Indépendamment de cette cause générale de la crise, l’enquête du sénat a signalé le préjudice qu’ont éprouvé de grandes industries par suite de l’irrégularité des saisons. Pendant trois ans, l’hiver a été d’une clémence exceptionnelle, et les produits fabriqués à l’usage de cette saison n’ont point trouvé la quantité habituelle d’acheteurs. Il y a eu là, pour diverses branches de travail, une cause très sérieuse de pertes. Le législateur n’y peut rien, pas plus qu’il ne peut parer aux méventes qui résultent souvent des variations inattendues de la mode.

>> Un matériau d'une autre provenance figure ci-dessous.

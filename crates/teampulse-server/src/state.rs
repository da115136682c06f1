//! Shared application state.

use std::sync::Arc;

use teampulse_core::TeamPulseConfig;
use teampulse_runtime::FeedbackPipeline;
use teampulse_sheets::{GoogleSheetsClient, JsonEmployeeDirectory, SheetSource};
use teampulse_summarize::{GeminiClient, SummarizerConfig, TextGenerator};
use tracing::{info, warn};

/// Shared application state accessible from all route handlers.
pub struct AppState {
    pub config: TeamPulseConfig,
    pub directory: Arc<JsonEmployeeDirectory>,
    pub summarizer: SummarizerConfig,
    pub pipeline: FeedbackPipeline,
}

impl AppState {
    /// Wire the production collaborators: employees.json, the Sheets API and
    /// Gemini configured from `GEMINI_KEY`.
    pub fn new(config: TeamPulseConfig) -> Self {
        let http = reqwest::Client::new();

        let directory = Arc::new(JsonEmployeeDirectory::new(&config.data_paths.employees_file));
        if directory.is_empty() {
            warn!(
                "No employees in {}; every feedback request will be a 404",
                config.data_paths.employees_file.display()
            );
        }

        let sheets = GoogleSheetsClient::new(http.clone(), config.sheets_credentials.clone());
        if !sheets.is_configured() {
            warn!("No Google Sheets credentials set; feedback requests will fail");
        }

        let summarizer = SummarizerConfig::from_env();
        let generator = GeminiClient::new(http, summarizer.clone());
        if !generator.is_configured() {
            warn!("GEMINI_KEY is not set; requests with comments will fail");
        }

        Self::from_parts(
            config,
            directory,
            summarizer,
            Arc::new(sheets),
            Arc::new(generator),
        )
    }

    /// Assemble state around explicit collaborators.
    pub fn from_parts(
        config: TeamPulseConfig,
        directory: Arc<JsonEmployeeDirectory>,
        summarizer: SummarizerConfig,
        sheets: Arc<dyn SheetSource>,
        generator: Arc<dyn TextGenerator>,
    ) -> Self {
        let pipeline = FeedbackPipeline::new(directory.clone(), sheets, generator)
            .with_sheet_range(config.sheet_range.clone());

        info!(
            "AppState ready: employees={}, sheet_range={}, summarizer_model={}",
            directory.len(),
            pipeline.sheet_range(),
            summarizer.model
        );

        Self {
            config,
            directory,
            summarizer,
            pipeline,
        }
    }
}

La métallurgie est certainement l’une des industries les plus atteintes. Une part de ses souffrances est due à la substitution du rail d’acier au rail de fer. Le rail d’acier a une durée beaucoup plus longue ; s’il a l’avantage de procurer une grande économie pour l’entretien des voies ferrées, son adoption a pour effet de diminuer dans des proportions très sensibles le travail des usines qui fabriquent les anciens rails, et de plus les rails usés que l’on remplace reviennent sur le marché et font concurrence aux fontes et aux fers bruts. L’acier détrône le fer ! C’est une véritable révolution, et l’on sait que toute révolution laisse après elle des victimes. Ce qui arrive pour la métallurgie se produit également pour d’autres industries moins importantes, et l’on n’a point à regretter ces incessantes manifestations du progrès. La crise qui s’ensuit échappe à l’action du législateur et demeure sans remède.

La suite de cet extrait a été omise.